На следующий день явился лекарь с подлекарем от Волынских. Составился консилий: губернаторские да свой с акушеркою. Расспрашивали, общупывали, дивились.
— Невелик животик. Который, говорите, месяц? — губернаторский немчин с сомнением качал головой.
— Девятый, — отвечал княжеский лекарь. — С самого начала счёт ведём.
— Быть того не может. Самое большее — по всем известным признакам — восьмой.
— Да ведь сучит, стучится, — возразил княжеский лекарь. — На восьмом-то месяце эдак не просятся наружу.
— Позвольте, коллега, не согласиться. Человеческий плод активен уже на седьмом месяце. — Губернаторский немчин был категоричен. И подлекарь его поддержал.
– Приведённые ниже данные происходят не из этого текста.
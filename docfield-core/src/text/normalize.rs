use std::ops::Range;

/// Folds text into the form used for keyword tests.
///
/// Full-width ASCII becomes half-width, every kind of whitespace (including
/// the ideographic space) is dropped and latin letters are lowercased. The
/// result is used for matching only, never written to the output.
pub fn normalize(text: &str) -> String {
    text.chars()
        .filter_map(|ch| {
            let ch = to_half_width(ch);
            (!ch.is_whitespace()).then(|| ch.to_ascii_lowercase())
        })
        .collect()
}

/// Maps a full-width form (U+FF01..U+FF5E) to its ASCII counterpart.
pub fn to_half_width(ch: char) -> char {
    match ch {
        '\u{FF01}'..='\u{FF5E}' => char::from_u32(ch as u32 - 0xFEE0).unwrap_or(ch),
        '\u{3000}' => ' ',
        _ => ch,
    }
}

/// Character offset range of the first occurrence of any keyword in an
/// already normalized haystack, together with the keyword that matched.
pub fn find_keyword<'k, S: AsRef<str>>(
    normalized: &str,
    keywords: &'k [S],
) -> Option<(&'k str, usize, usize)> {
    keywords
        .iter()
        .filter_map(|keyword| {
            let keyword: &'k str = <S as AsRef<str>>::as_ref(keyword);
            let needle = normalize(keyword);
            if needle.is_empty() {
                return None;
            }
            normalized.find(&needle).map(|byte_start| {
                let start = normalized[..byte_start].chars().count();
                (keyword, start, start + needle.chars().count())
            })
        })
        .min_by_key(|(_, start, _)| *start)
}

/// Like [`find_keyword`], but over raw text: the match is made on the
/// normalized form and mapped back to a byte range of `text`.
pub fn find_keyword_span<'k, S: AsRef<str>>(
    text: &str,
    keywords: &'k [S],
) -> Option<(&'k str, Range<usize>)> {
    // Byte span of every character that survives normalization
    let kept: Vec<(usize, usize)> = text
        .char_indices()
        .filter(|(_, ch)| !to_half_width(*ch).is_whitespace())
        .map(|(byte, ch)| (byte, byte + ch.len_utf8()))
        .collect();

    let (keyword, start, end) = find_keyword(&normalize(text), keywords)?;
    let (first, _) = kept.get(start)?;
    let (_, last) = kept.get(end.checked_sub(1)?)?;
    Some((keyword, *first..*last))
}

pub fn contains_any<S: AsRef<str>>(normalized: &str, keywords: &[S]) -> bool {
    find_keyword(normalized, keywords).is_some()
}

#[cfg(test)]
mod tests {
    use super::*;

    #[test]
    fn test_normalize() {
        assert_eq!(normalize("姓 名：张三"), "姓名:张三");
        assert_eq!(normalize("ＶＡＬＩＤ　ＴＨＲＵ"), "validthru");
        assert_eq!(normalize("No. 123"), "no.123");
    }

    #[test]
    fn test_find_keyword() {
        let text = normalize("性别男民族汉");
        assert_eq!(find_keyword(&text, &["民族"]), Some(("民族", 3, 5)));
        assert_eq!(find_keyword(&text, &["住址"]), None);

        // Earliest occurrence wins across keywords
        assert_eq!(
            find_keyword(&text, &["民族", "性别"]),
            Some(("性别", 0, 2))
        );

        // Keywords are normalized too
        assert!(contains_any(&normalize("Valid Thru 12/28"), &["VALID THRU"]));
    }

    #[test]
    fn test_find_keyword_span() {
        let text = "民 族 汉";
        let (keyword, span) = find_keyword_span(text, &["民族"]).unwrap();
        assert_eq!(keyword, "民族");
        assert_eq!(&text[span.clone()], "民 族");
        assert_eq!(&text[span.end..], " 汉");

        let text = "卡号：ＶＡＬＩＤ ＴＨＲＵ 09/28";
        let (_, span) = find_keyword_span(text, &["valid thru"]).unwrap();
        assert_eq!(span, 9..37);

        assert!(find_keyword_span("住址", &["民族"]).is_none());
    }
}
Мария переводила взгляд с одного на другого. Могла ли она ошибиться? Была в полубеспамятстве, волна любви, восторга, растущего желания каждый раз подхватывала её и несла, несла, вздымая всё выше и выше. Она отдавалась всем своим естеством, все её клеточки от кончиков волос до подушечек на пальцах ног требовали: «ещё, ещё, ещё!» Она прежде не могла и подумать, что может быть такой — смелой, жадной, наступательной. Была острая боль — временами: ОН был слишком велик для неё. Но то было тоже счастье, и стонала она не от боли, а от переполнявшего её блаженства.
Помнит ли она, когда понесла? Доподлинно? Когда в ней зародилась новая жизнь? Ей казалось, что помнит, что ведёт верный отсчёт. Но ведь то были только ощущения. Тогда она доверилась им, как слепо и безоглядно доверялась ЕМУ.
Слушая эти перекоры, Мария засомневалась. Могла и ошибиться. Зачала позже, нежели показалось. Много позже. Да и можно ли с точностью уловить тот миг, когда слившиеся соки любовного экстаза обратились в огонёк живой жизни.
— Да, я могла ошибиться, — наконец сказала она, желая положить конец спорам. — Могла.
— А кто супруг? Его свидетельство тоже немаловажно, — произнёс губернаторский лекарь.
— Супруг остался в Москве, — с твёрдостью выговорила Мария. Она уже привыкла к этой лжи. По счастью, ей очень редко приходилось прибегать к ней. Да и челядь затвердила то же. Знал лишь отец да нянюшка. А теперь и Шуршурочка. Супруг, а в иных случаях жених был графским сыном, имя его не называлось — таково было желание сторон.
— Жаль, — пробормотал лекарь. — Он мог бы внести некоторую ясность.